=== DIRECTIONS FOR THIS TASK ===
Every entry has to be restated word for word.

=== RECORDS FOR PROCESSING ===
__________

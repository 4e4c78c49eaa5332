//! Two-phase Amazon order enrichment.
//!
//! Phase one walks the emails and mines ASINs; phase two resolves the
//! deduplicated ASIN set against the catalog and shortens the listing
//! titles. Progress is reported as a percentage with phase one owning
//! 0-50 and phase two the rest.

use std::sync::Arc;
use std::time::Duration;

use chrono::{DateTime, Utc};
use tracing::{info, warn};

use super::asin;
use super::humanize::Humanizer;
use crate::catalog::{CatalogClient, CatalogItem};
use crate::classify;
use crate::config::{PipelineConfig, CATALOG_BATCH_LIMIT};
use crate::decode;
use crate::extract::GenerativeClient;
use crate::mailbox::MailboxClient;
use crate::order::{RawItem, RawOrderRecord};

/// Progress callback: percentage complete and a short task description.
pub type ProgressFn<'a> = &'a (dyn Fn(u32, &str) + Send + Sync);

struct EmailOrder {
    email_id: String,
    subject: String,
    order_date: DateTime<Utc>,
    order_number: Option<String>,
    /// Mined (asin, quantity) pairs.
    items: Vec<(String, u32)>,
}

pub struct AmazonPipeline {
    mailbox: Arc<dyn MailboxClient>,
    catalog: Arc<dyn CatalogClient>,
    generative: Arc<dyn GenerativeClient>,
    config: PipelineConfig,
}

impl AmazonPipeline {
    pub fn new(
        mailbox: Arc<dyn MailboxClient>,
        catalog: Arc<dyn CatalogClient>,
        generative: Arc<dyn GenerativeClient>,
        config: PipelineConfig,
    ) -> Self {
        Self {
            mailbox,
            catalog,
            generative,
            config,
        }
    }

    pub async fn run(
        &self,
        message_ids: &[String],
        now: DateTime<Utc>,
        progress: ProgressFn<'_>,
    ) -> Vec<RawOrderRecord> {
        let emails = self.mine_phase(message_ids, progress).await;

        let mut unique_asins: Vec<String> = Vec::new();
        for email in &emails {
            for (a, _) in &email.items {
                if !unique_asins.iter().any(|u| u == a) {
                    unique_asins.push(a.clone());
                }
            }
        }
        unique_asins.truncate(CATALOG_BATCH_LIMIT);
        info!(
            "Mined {} unique ASINs from {} order emails",
            unique_asins.len(),
            emails.len()
        );

        progress(50, "Resolving product catalog");
        let catalog_items = match self.catalog.lookup_items(&unique_asins).await {
            Ok(items) => items,
            Err(e) => {
                warn!("Catalog lookup failed, keeping placeholder names: {}", e);
                Vec::new()
            }
        };

        progress(75, "Shortening product names");
        let catalog_items = self.humanize_phase(catalog_items).await;

        let records = assemble_records(emails, &catalog_items);
        progress(100, "Done");
        records
    }

    /// Phase one: fetch, decode, and mine each email, isolating failures
    /// to the email they occurred in.
    async fn mine_phase(&self, message_ids: &[String], progress: ProgressFn<'_>) -> Vec<EmailOrder> {
        let total = message_ids.len().max(1);
        let mut emails = Vec::new();

        for (idx, id) in message_ids.iter().enumerate() {
            progress(
                (idx * 50 / total) as u32,
                &format!("Scanning email {} of {}", idx + 1, message_ids.len()),
            );

            let message = match self.mailbox.get_message(id).await {
                Ok(m) => m,
                Err(e) => {
                    warn!("Skipping message {}: {}", id, e);
                    continue;
                }
            };

            let body = decode::decode_body(self.mailbox.as_ref(), &message).await;
            let asins = asin::mine_asins(&body.combined_body, &body.html_body);
            if asins.is_empty() {
                continue;
            }
            let items = asin::asin_quantities(&asins, &body.combined_body);

            emails.push(EmailOrder {
                email_id: message.id.clone(),
                subject: message.subject().to_string(),
                order_date: message.date().unwrap_or_else(Utc::now),
                order_number: classify::extract_order_number(message.subject())
                    .or_else(|| classify::extract_order_number(&body.combined_body)),
                items,
            });

            if idx + 1 < message_ids.len() {
                tokio::time::sleep(Duration::from_millis(self.config.email_pacing_ms)).await;
            }
        }

        emails
    }

    async fn humanize_phase(&self, mut items: Vec<CatalogItem>) -> Vec<CatalogItem> {
        let mut names: Vec<String> = items.iter().map(|i| i.name.clone()).collect();
        let mut humanizer = Humanizer::new(self.generative.clone(), &self.config);
        humanizer.humanize_all(&mut names).await;
        for (item, name) in items.iter_mut().zip(names) {
            item.name = name;
        }
        items
    }
}

/// Builds one raw order record per email, enriching mined ASINs from the
/// resolved catalog entries. ASINs the catalog didn't resolve keep a
/// placeholder name so no item is dropped.
fn assemble_records(emails: Vec<EmailOrder>, catalog: &[CatalogItem]) -> Vec<RawOrderRecord> {
    emails
        .into_iter()
        .map(|email| {
            let items: Vec<RawItem> = email
                .items
                .iter()
                .map(|(asin, qty)| {
                    let entry = catalog.iter().find(|c| &c.asin == asin);
                    let name = entry
                        .map(|c| c.name.clone())
                        .unwrap_or_else(|| format!("Amazon item {asin}"));
                    let mut item =
                        RawItem::new(&name, *qty, "each", entry.and_then(|c| c.price));
                    item.asin = Some(asin.clone());
                    item.image_url = entry.and_then(|c| c.image_url.clone());
                    item.product_url = entry
                        .and_then(|c| c.product_url.clone())
                        .or_else(|| Some(format!("https://www.amazon.com/dp/{asin}")));
                    item
                })
                .collect();

            let mut record = RawOrderRecord::new(
                &email.email_id,
                &email.subject,
                "Amazon",
                email.order_date,
            );
            record.order_number = email.order_number;
            record.confidence = 0.9;
            record.items = items;
            record.total_amount = record.items_total();
            record
        })
        .collect()
}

__________

=== REPLY TO THE EXERCISE ===
repository 4e4c78c49eaa5332
//! Two-phase Amazon order enrichment.
//!
//! Phase one walks the emails and mines ASINs; phase two resolves the
//! deduplicated ASIN set against the catalog and shortens the listing
//! titles. Progress is reported as a percentage with phase one owning
//! 0-50 and phase two the rest.

use std::sync::Arc;
use std::time::Duration;

use chrono::{DateTime, Utc};
use tracing::{info, warn};

use super::asin;
use super::humanize::Humanizer;
use crate::catalog::{CatalogClient, CatalogItem};
use crate::classify;
use crate::config::{PipelineConfig, CATALOG_BATCH_LIMIT};
use crate::decode;
use crate::extract::GenerativeClient;
use crate::mailbox::MailboxClient;
use crate::order::{RawItem, RawOrderRecord};

/// Progress callback: percentage complete and a short task description.
pub type ProgressFn<'a> = &'a (dyn Fn(u32, &str) + Send + Sync);

struct EmailOrder {
    email_id: String,
    subject: String,
    order_date: DateTime<Utc>,
    order_number: Option<String>,
    /// Mined (asin, quantity) pairs.
    items: Vec<(String, u32)>,
}

pub struct AmazonPipeline {
    mailbox: Arc<dyn MailboxClient>,
    catalog: Arc<dyn CatalogClient>,
    generative: Arc<dyn GenerativeClient>,
    config: PipelineConfig,
}

impl AmazonPipeline {
    pub fn new(
        mailbox: Arc<dyn MailboxClient>,
        catalog: Arc<dyn CatalogClient>,
        generative: Arc<dyn GenerativeClient>,
        config: PipelineConfig,
    ) -> Self {
        Self {
            mailbox,
            catalog,
            generative,
            config,
        }
    }

    pub async fn run(
        &self,
        message_ids: &[String],
        now: DateTime<Utc>,
        progress: ProgressFn<'_>,
    ) -> Vec<RawOrderRecord> {
        let emails = self.mine_phase(message_ids, progress).await;

        let mut unique_asins: Vec<String> = Vec::new();
        for email in &emails {
            for (a, _) in &email.items {
                if !unique_asins.iter().any(|u| u == a) {
                    unique_asins.push(a.clone());
                }
            }
        }
        unique_asins.truncate(CATALOG_BATCH_LIMIT);
        info!(
            "Mined {} unique ASINs from {} order emails",
            unique_asins.len(),
            emails.len()
        );

        progress(50, "Resolving product catalog");
        let catalog_items = match self.catalog.lookup_items(&unique_asins).await {
            Ok(items) => items,
            Err(e) => {
                warn!("Catalog lookup failed, keeping placeholder names: {}", e);
                Vec::new()
            }
        };

        progress(75, "Shortening product names");
        let catalog_items = self.humanize_phase(catalog_items).await;

        let records = assemble_records(emails, &catalog_items);
        progress(100, "Done");
        records
    }

    /// Phase one: fetch, decode, and mine each email, isolating failures
    /// to the email they occurred in.
    async fn mine_phase(&self, message_ids: &[String], progress: ProgressFn<'_>) -> Vec<EmailOrder> {
        let total = message_ids.len().max(1);
        let mut emails = Vec::new();

        for (idx, id) in message_ids.iter().enumerate() {
            progress(
                (idx * 50 / total) as u32,
                &format!("Scanning email {} of {}", idx + 1, message_ids.len()),
            );

            let message = match self.mailbox.get_message(id).await {
                Ok(m) => m,
                Err(e) => {
                    warn!("Skipping message {}: {}", id, e);
                    continue;
                }
            };

            let body = decode::decode_body(self.mailbox.as_ref(), &message).await;
            let asins = asin::mine_asins(&body.combined_body, &body.html_body);
            if asins.is_empty() {
                continue;
            }
            let items = asin::asin_quantities(&asins, &body.combined_body);

            emails.push(EmailOrder {
                email_id: message.id.clone(),
                subject: message.subject().to_string(),
                order_date: message.date().unwrap_or_else(Utc::now),
                order_number: classify::extract_order_number(message.subject())
                    .or_else(|| classify::extract_order_number(&body.combined_body)),
                items,
            });

            if idx + 1 < message_ids.len() {
                tokio::time::sleep(Duration::from_millis(self.config.email_pacing_ms)).await;
            }
        }

        emails
    }

    async fn humanize_phase(&self, mut items: Vec<CatalogItem>) -> Vec<CatalogItem> {
        let mut names: Vec<String> = items.iter().map(|i| i.name.clone()).collect();
        let mut humanizer = Humanizer::new(self.generative.clone(), &self.config);
        humanizer.humanize_all(&mut names).await;
        for (item, name) in items.iter_mut().zip(names) {
            item.name = name;
        }
        items
    }
}

/// Builds one raw order record per email, enriching mined ASINs from the
/// resolved catalog entries. ASINs the catalog didn't resolve keep a
/// placeholder name so no item is dropped.
fn assemble_records(emails: Vec<EmailOrder>, catalog: &[CatalogItem]) -> Vec<RawOrderRecord> {
    emails
        .into_iter()
        .map(|email| {
            let items: Vec<RawItem> = email
                .items
                .iter()
                .map(|(asin, qty)| {
                    let entry = catalog.iter().find(|c| &c.asin == asin);
                    let name = entry
                        .map(|c| c.name.clone())
                        .unwrap_or_else(|| format!("Amazon item {asin}"));
                    let mut item =
                        RawItem::new(&name, *qty, "each", entry.and_then(|c| c.price));
                    item.asin = Some(asin.clone());
                    item.image_url = entry.and_then(|c| c.image_url.clone());
                    item.product_url = entry
                        .and_then(|c| c.product_url.clone())
                        .or_else(|| Some(format!("https://www.amazon.com/dp/{asin}")));
                    item
                })
                .collect();

            let mut record = RawOrderRecord::new(
                &email.email_id,
                &email.subject,
                "Amazon",
                email.order_date,
            );
            record.order_number = email.order_number;
            record.confidence = 0.9;
            record.items = items;
            record.total_amount = record.items_total();
            record
        })
        .collect()
}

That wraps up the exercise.